The issue of drug abuse has received particular attention in the media recently, with personal and family testimonies highlighting the impact of heroin addiction.
As someone with more than 20 years’ experience of treating drug users both in the UK and Ireland, I get anxious when I hear people suggesting simple solutions to this complex problem; that abstinence is the one and only path to redemption for those who are addicted to drugs.
Experience shows that abstinence, while desirable, is often not achievable. Our main health priority should be to keep a drug user alive and safe from the significant health harms associated with drug abuse. Numerous research studies in many jurisdictions confirm that replacing heroin with methadone has been shown to do just that.
Drug users come from all walks of life and all types of families. Some are born suffering withdrawals from drugs or alcohol their mothers have abused. That is a tough start in life. Other users have complex problems that stem from underlying mental health issues, childhood experiences of sexual or physical abuse, social deprivation, or a family history of addiction.
Criminality is another important aspect of the problem, with drug-related crimes accounting for a large proportion of custodial sentences in Irish prisons. To suggest that there is one simple solution to solve the challenges of drug abuse is at best naive. At worst it is potentially dangerous.

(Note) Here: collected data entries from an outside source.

// GWR domain records shared by the workflow controller and the API client.

use chrono::NaiveDate;
use serde::{Deserialize, Serialize};

/// Building status catalog of the federal register, serialized as the
/// numeric wire codes the register API uses.
#[derive(Debug, Clone, Copy, PartialEq, Eq, Hash, Serialize, Deserialize)]
#[serde(into = "u32", try_from = "u32")]
pub enum BuildingStatus {
    Planned,
    Authorized,
    UnderConstruction,
    Existing,
    NotUsable,
    Demolished,
    NotRealized,
}

impl BuildingStatus {
    /// Wire code as defined by the register (GSTAT).
    pub fn code(self) -> u32 {
        match self {
            BuildingStatus::Planned => 1001,
            BuildingStatus::Authorized => 1002,
            BuildingStatus::UnderConstruction => 1003,
            BuildingStatus::Existing => 1004,
            BuildingStatus::NotUsable => 1005,
            BuildingStatus::Demolished => 1007,
            BuildingStatus::NotRealized => 1008,
        }
    }

    /// The full status catalog in code order.
    pub fn all() -> Vec<BuildingStatus> {
        vec![
            BuildingStatus::Planned,
            BuildingStatus::Authorized,
            BuildingStatus::UnderConstruction,
            BuildingStatus::Existing,
            BuildingStatus::NotUsable,
            BuildingStatus::Demolished,
            BuildingStatus::NotRealized,
        ]
    }
}

impl From<BuildingStatus> for u32 {
    fn from(status: BuildingStatus) -> u32 {
        status.code()
    }
}

impl TryFrom<u32> for BuildingStatus {
    type Error = String;

    fn try_from(code: u32) -> Result<Self, Self::Error> {
        match code {
            1001 => Ok(BuildingStatus::Planned),
            1002 => Ok(BuildingStatus::Authorized),
            1003 => Ok(BuildingStatus::UnderConstruction),
            1004 => Ok(BuildingStatus::Existing),
            1005 => Ok(BuildingStatus::NotUsable),
            1007 => Ok(BuildingStatus::Demolished),
            1008 => Ok(BuildingStatus::NotRealized),
            other => Err(format!("unknown building status code: {other}")),
        }
    }
}

impl std::fmt::Display for BuildingStatus {
    fn fmt(&self, f: &mut std::fmt::Formatter<'_>) -> std::fmt::Result {
        write!(f, "{}", self.code())
    }
}

/// A building record as held by the register. The EGID is assigned by the
/// server on creation and is absent on records that were never saved.
#[derive(Debug, Clone, PartialEq, Serialize, Deserialize)]
pub struct Building {
    #[serde(rename = "EGID")]
    pub egid: Option<u64>,
    pub building_status: BuildingStatus,
    #[serde(default, skip_serializing_if = "Option::is_none")]
    pub name: Option<String>,
    #[serde(default, skip_serializing_if = "Option::is_none")]
    pub municipality: Option<u32>,
    #[serde(default, skip_serializing_if = "Option::is_none")]
    pub construction_date: Option<NaiveDate>,
    #[serde(default, skip_serializing_if = "Option::is_none")]
    pub demolition_date: Option<NaiveDate>,
}

impl Building {
    pub fn new(status: BuildingStatus) -> Self {
        Self {
            egid: None,
            building_status: status,
            name: None,
            municipality: None,
            construction_date: None,
            demolition_date: None,
        }
    }
}

/// Linkage record between a building and a construction project.
/// `is_new` marks a linkage that only exists in the form so far.
#[derive(Debug, Clone, PartialEq, Serialize, Deserialize)]
pub struct BuildingWork {
    pub building: Building,
    #[serde(default)]
    pub is_new: bool,
    #[serde(default, skip_serializing_if = "Option::is_none")]
    pub kind_of_work: Option<u32>,
}

impl BuildingWork {
    /// A transient linkage for a building that has not been persisted yet.
    pub fn new_unsaved(building: Building) -> Self {
        Self {
            building,
            is_new: true,
            kind_of_work: None,
        }
    }
}

/// A construction project with its ordered building linkages.
#[derive(Debug, Clone, PartialEq, Serialize, Deserialize)]
pub struct ConstructionProject {
    #[serde(rename = "EPROID")]
    pub eproid: u64,
    #[serde(default)]
    pub work: Vec<BuildingWork>,
}

/// A form field the register requires for a particular status change.
#[derive(Debug, Clone, PartialEq, Eq, Serialize, Deserialize)]
pub struct TransitionParameter {
    pub field: String,
}

impl TransitionParameter {
    pub fn new(field: &str) -> Self {
        Self {
            field: field.to_string(),
        }
    }
}

/// The route model the form controller is bound to. The building identifier
/// arrives as a string from the route and is coerced to a number when it is
/// compared against EGIDs.
#[derive(Debug, Clone, PartialEq)]
pub struct FormModel {
    pub project_id: u64,
    pub building_id: String,
    pub building_work: Option<BuildingWork>,
}

impl FormModel {
    /// The building identifier as a number, if it parses as one.
    pub fn building_id_number(&self) -> Option<u64> {
        self.building_id.trim().parse().ok()
    }
}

A comprehensive assessment by experienced professionals will help to establish which treatment option should work best for an individual drug user. I see a lot of patients who have multiple addictions and it can be challenging to help them to stabilise safely.
Patient safety is a key issue, as detoxing can be a dangerous time. While most drug users aspire to eventually being drug-free, many will have unsuccessfully tried going “cold turkey” before presenting for treatment. For these people, methadone is a safe, well-documented treatment option which gives a drug user an opportunity to stay alive and regain their health.
By stabilising their lifestyle, parents can regain the opportunity to enhance their parental role. Some drug users no longer need to steal and so can stay out of prison. Others may gain access to further education or employment. Having achieved some stability, there is a good opportunity for services to offer other effective support to the person. For many drug users that’s not a bad deal.
Recently it has been suggested that providing heroin as a substitute treatment is beneficial for some patients. Current international evidence supports this strategy; however, it is recommended only when other treatment options have been unsuccessful and the patient continues to inject heroin. In these cases, safe heroin-injecting rooms have been shown to have a value.
Moderation in language is also important in this debate on drugs. No pharmacological intervention can offer a cure for addiction – addiction is more complex than that. However, substitution treatments can offer a patient an opportunity to become stable enough to have some of their other problems addressed.
One patient who had struggled with heroin and other addictions for many years has recently graduated from college. Although clearly a bright girl, she had been expelled from school. An underlying mental health problem was eventually diagnosed and treated once she became stable with the help of the methadone programme. For the first time she stopped using illicit drugs to self-medicate her mental health symptoms. She remains drug-free and has also successfully detoxed off methadone.
Stigmatising drug users because they have chosen the methadone option rather than abstinence is counter-productive. Demanding abstinence from all drug users is Prohibition-era logic and does not help today either. Finding the most appropriate treatment option for each individual is a challenge; it can take a while to get it right.
In Ireland, the heroin problem has been stabilising in recent years, with a reduction in new presentations to treatment services. Of course, the problem of substance misuse and addiction has not gone away. Our nation’s battle with addiction to legal substances such as alcohol, prescription drugs and over-the-counter codeine is well-documented. Perhaps we need to look deeper into the causes of addiction in our society, rather than stigmatising those who fall victim to it.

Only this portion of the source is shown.